Supplied records
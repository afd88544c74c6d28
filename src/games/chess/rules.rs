//! `RulesEngine` adapter over [`ChessGame`].

use serde::{Deserialize, Serialize};

use super::game::{ChessGame, DrawRules, GameStatus};
use super::movegen::all_legal_moves;
use super::types::{Color, PieceKind, Square};
use crate::core::{RuleResult, Seat};
use crate::rules::{GameResult, RulesEngine};

/// A chess action: a move between squares or a promotion choice.
#[derive(Clone, Copy, Debug, PartialEq, Eq, Hash, Serialize, Deserialize)]
pub enum ChessAction {
    Move { from: Square, to: Square },
    Promote(PieceKind),
}

impl Color {
    /// White sits in seat 0, Black in seat 1.
    #[must_use]
    pub const fn seat(self) -> Seat {
        match self {
            Color::White => Seat(0),
            Color::Black => Seat(1),
        }
    }
}

/// Chess rules with a fixed set of draw rules.
#[derive(Clone, Copy, Debug, Default)]
pub struct Chess {
    pub draw_rules: DrawRules,
}

impl Chess {
    #[must_use]
    pub fn new(draw_rules: DrawRules) -> Self {
        Self { draw_rules }
    }

    /// A fresh game under these rules.
    #[must_use]
    pub fn initial_state(&self) -> ChessGame {
        ChessGame::with_rules(self.draw_rules)
    }
}

impl RulesEngine for Chess {
    type State = ChessGame;
    type Action = ChessAction;
    type Outcome = GameResult;

    fn legal_actions(&self, state: &ChessGame) -> Vec<ChessAction> {
        match state.status() {
            GameStatus::AwaitingPromotion => PieceKind::PROMOTIONS
                .iter()
                .map(|&kind| ChessAction::Promote(kind))
                .collect(),
            status if status.is_terminal() => Vec::new(),
            _ => all_legal_moves(state.board())
                .into_iter()
                .map(|mv| ChessAction::Move {
                    from: mv.from,
                    to: mv.to,
                })
                .collect(),
        }
    }

    fn apply_action(&self, state: &ChessGame, action: &ChessAction) -> RuleResult<ChessGame> {
        let mut next = state.clone();
        match *action {
            ChessAction::Move { from, to } => next.make_move(from, to)?,
            ChessAction::Promote(kind) => next.promote(kind)?,
        };
        Ok(next)
    }

    fn outcome(&self, state: &ChessGame) -> Option<GameResult> {
        match state.status() {
            GameStatus::Checkmate { winner } => Some(GameResult::Winner(winner.seat())),
            status if status.is_draw() => Some(GameResult::Draw),
            _ => None,
        }
    }
}
//! Move generation and attack detection.
//!
//! `pseudo_legal_moves` follows piece movement only; `legal_moves` filters
//! out anything that would leave the mover's king attacked.

use smallvec::SmallVec;

use super::board::Board;
use super::execute::apply_unchecked;
use super::types::{CastleSide, Color, Move, MoveKind, Piece, PieceKind, Square};

/// Moves from a single square. 27 is the most a queen can have.
pub type MoveList = SmallVec<[Move; 28]>;

const KNIGHT_OFFSETS: [(i8, i8); 8] = [
    (1, 2),
    (2, 1),
    (2, -1),
    (1, -2),
    (-1, -2),
    (-2, -1),
    (-2, 1),
    (-1, 2),
];

const KING_OFFSETS: [(i8, i8); 8] = [
    (0, 1),
    (1, 1),
    (1, 0),
    (1, -1),
    (0, -1),
    (-1, -1),
    (-1, 0),
    (-1, 1),
];

const ORTHOGONALS: [(i8, i8); 4] = [(0, 1), (1, 0), (0, -1), (-1, 0)];
const DIAGONALS: [(i8, i8); 4] = [(1, 1), (1, -1), (-1, -1), (-1, 1)];

/// Moves the piece on `square` could make by its movement pattern alone,
/// ignoring whether its own king ends up in check.
///
/// Empty for an empty square. Castling candidates require the right, the
/// rook on its home square and empty squares in between; whether the king
/// passes through check is left to [`legal_moves`].
#[must_use]
pub fn pseudo_legal_moves(board: &Board, square: Square) -> MoveList {
    let mut moves = MoveList::new();
    let Some(piece) = board.piece_at(square) else {
        return moves;
    };

    match piece.kind {
        PieceKind::Pawn => pawn_moves(board, square, piece.color, &mut moves),
        PieceKind::Knight => step_moves(board, square, piece.color, &KNIGHT_OFFSETS, &mut moves),
        PieceKind::Bishop => slide_moves(board, square, piece.color, &DIAGONALS, &mut moves),
        PieceKind::Rook => slide_moves(board, square, piece.color, &ORTHOGONALS, &mut moves),
        PieceKind::Queen => {
            slide_moves(board, square, piece.color, &ORTHOGONALS, &mut moves);
            slide_moves(board, square, piece.color, &DIAGONALS, &mut moves);
        }
        PieceKind::King => {
            step_moves(board, square, piece.color, &KING_OFFSETS, &mut moves);
            castle_candidates(board, square, piece.color, &mut moves);
        }
    }

    moves
}

/// Legal moves for the piece on `square`.
///
/// Empty unless the piece belongs to the side to move, and empty while a
/// promotion choice is pending.
#[must_use]
pub fn legal_moves(board: &Board, square: Square) -> MoveList {
    let mut legal = MoveList::new();
    if board.pending_promotion.is_some() {
        return legal;
    }
    let Some(piece) = board.piece_at(square) else {
        return legal;
    };
    if piece.color != board.side_to_move {
        return legal;
    }

    for mv in pseudo_legal_moves(board, square) {
        if let MoveKind::Castle(side) = mv.kind {
            if !castle_path_safe(board, piece.color, square, side) {
                continue;
            }
        }
        let after = apply_unchecked(board, &mv, Some(PieceKind::Queen));
        if !is_in_check(&after, piece.color) {
            legal.push(mv);
        }
    }

    legal
}

/// Every legal move for the side to move.
#[must_use]
pub fn all_legal_moves(board: &Board) -> Vec<Move> {
    board
        .pieces()
        .filter(|(_, p)| p.color == board.side_to_move)
        .flat_map(|(sq, _)| legal_moves(board, sq))
        .collect()
}

/// True if the side to move has at least one legal move.
#[must_use]
pub fn has_legal_move(board: &Board) -> bool {
    board
        .pieces()
        .filter(|(_, p)| p.color == board.side_to_move)
        .any(|(sq, _)| !legal_moves(board, sq).is_empty())
}

/// True if `color`'s king is attacked. A board without that king is never
/// in check.
#[must_use]
pub fn is_in_check(board: &Board, color: Color) -> bool {
    board
        .king_square(color)
        .is_some_and(|king| is_square_attacked(board, king, color.opponent()))
}

/// True if any piece of `attacker` attacks `target`.
#[must_use]
pub fn is_square_attacked(board: &Board, target: Square, attacker: Color) -> bool {
    let holds = |sq: Option<Square>, kinds: &[PieceKind]| {
        sq.and_then(|s| board.piece_at(s))
            .is_some_and(|p| p.color == attacker && kinds.contains(&p.kind))
    };

    if KNIGHT_OFFSETS
        .iter()
        .any(|&(df, dr)| holds(target.offset(df, dr), &[PieceKind::Knight]))
    {
        return true;
    }

    if KING_OFFSETS
        .iter()
        .any(|&(df, dr)| holds(target.offset(df, dr), &[PieceKind::King]))
    {
        return true;
    }

    // A pawn attacks diagonally forward, so look one rank behind the target.
    let back = -attacker.pawn_direction();
    if [-1, 1]
        .iter()
        .any(|&df| holds(target.offset(df, back), &[PieceKind::Pawn]))
    {
        return true;
    }

    let ray_hits = |dirs: &[(i8, i8)], kinds: &[PieceKind]| {
        dirs.iter().any(|&(df, dr)| {
            let mut cur = target.offset(df, dr);
            while let Some(sq) = cur {
                if let Some(p) = board.piece_at(sq) {
                    return p.color == attacker && kinds.contains(&p.kind);
                }
                cur = sq.offset(df, dr);
            }
            false
        })
    };

    ray_hits(&ORTHOGONALS, &[PieceKind::Rook, PieceKind::Queen])
        || ray_hits(&DIAGONALS, &[PieceKind::Bishop, PieceKind::Queen])
}

fn pawn_moves(board: &Board, from: Square, color: Color, out: &mut MoveList) {
    let dir = color.pawn_direction();
    let forward_kind = |to: Square| {
        if to.rank == color.promotion_rank() {
            MoveKind::Promotion
        } else {
            MoveKind::Normal
        }
    };

    if let Some(one) = from.offset(0, dir) {
        if board.piece_at(one).is_none() {
            out.push(Move::new(from, one, forward_kind(one)));
            if from.rank == color.pawn_start_rank() {
                if let Some(two) = one.offset(0, dir) {
                    if board.piece_at(two).is_none() {
                        out.push(Move::new(from, two, MoveKind::DoubleStep));
                    }
                }
            }
        }
    }

    for df in [-1, 1] {
        let Some(to) = from.offset(df, dir) else {
            continue;
        };
        match board.piece_at(to) {
            Some(target) if target.color != color => {
                out.push(Move::new(from, to, forward_kind(to)));
            }
            None if board.en_passant == Some(to) => {
                out.push(Move::new(from, to, MoveKind::EnPassant));
            }
            _ => {}
        }
    }
}

fn step_moves(board: &Board, from: Square, color: Color, offsets: &[(i8, i8)], out: &mut MoveList) {
    for &(df, dr) in offsets {
        if let Some(to) = from.offset(df, dr) {
            if !is_own(board.piece_at(to), color) {
                out.push(Move::new(from, to, MoveKind::Normal));
            }
        }
    }
}

fn slide_moves(board: &Board, from: Square, color: Color, dirs: &[(i8, i8)], out: &mut MoveList) {
    for &(df, dr) in dirs {
        let mut cur = from.offset(df, dr);
        while let Some(to) = cur {
            match board.piece_at(to) {
                None => out.push(Move::new(from, to, MoveKind::Normal)),
                Some(p) => {
                    if p.color != color {
                        out.push(Move::new(from, to, MoveKind::Normal));
                    }
                    break;
                }
            }
            cur = to.offset(df, dr);
        }
    }
}

fn castle_candidates(board: &Board, from: Square, color: Color, out: &mut MoveList) {
    let home = Square::new(4, color.back_rank());
    if from != home {
        return;
    }
    for side in [CastleSide::King, CastleSide::Queen] {
        if !board.castling.allows(color, side) {
            continue;
        }
        let rook_home = side.rook_home(color);
        if board.piece_at(rook_home) != Some(Piece::new(color, PieceKind::Rook)) {
            continue;
        }
        let (lo, hi) = if rook_home.file < from.file {
            (rook_home.file + 1, from.file)
        } else {
            (from.file + 1, rook_home.file)
        };
        let clear = (lo..hi).all(|file| board.piece_at(Square::new(file, from.rank)).is_none());
        if clear {
            out.push(Move::new(from, side.king_target(color), MoveKind::Castle(side)));
        }
    }
}

/// The king may not castle out of check or across an attacked square.
/// The landing square is covered by the general self-check filter.
fn castle_path_safe(board: &Board, color: Color, king: Square, side: CastleSide) -> bool {
    let opponent = color.opponent();
    if is_square_attacked(board, king, opponent) {
        return false;
    }
    let step: i8 = match side {
        CastleSide::King => 1,
        CastleSide::Queen => -1,
    };
    king.offset(step, 0)
        .is_some_and(|crossed| !is_square_attacked(board, crossed, opponent))
}

fn is_own(piece: Option<Piece>, color: Color) -> bool {
    piece.is_some_and(|p| p.color == color)
}
//! Rules engine trait for game implementations.
//!
//! Games implement `RulesEngine` to define:
//! - Legal actions for each game state
//! - How actions produce the next state
//! - End-of-game conditions

pub mod engine;

pub use engine::{GameResult, RulesEngine};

Aim of the exercise
Go through the records above and copy every line with the word "derive".

Exercise response
#[derive(Clone, Copy, Debug, PartialEq, Eq, Hash, Serialize, Deserialize)]
#[derive(Clone, Copy, Debug, Default)]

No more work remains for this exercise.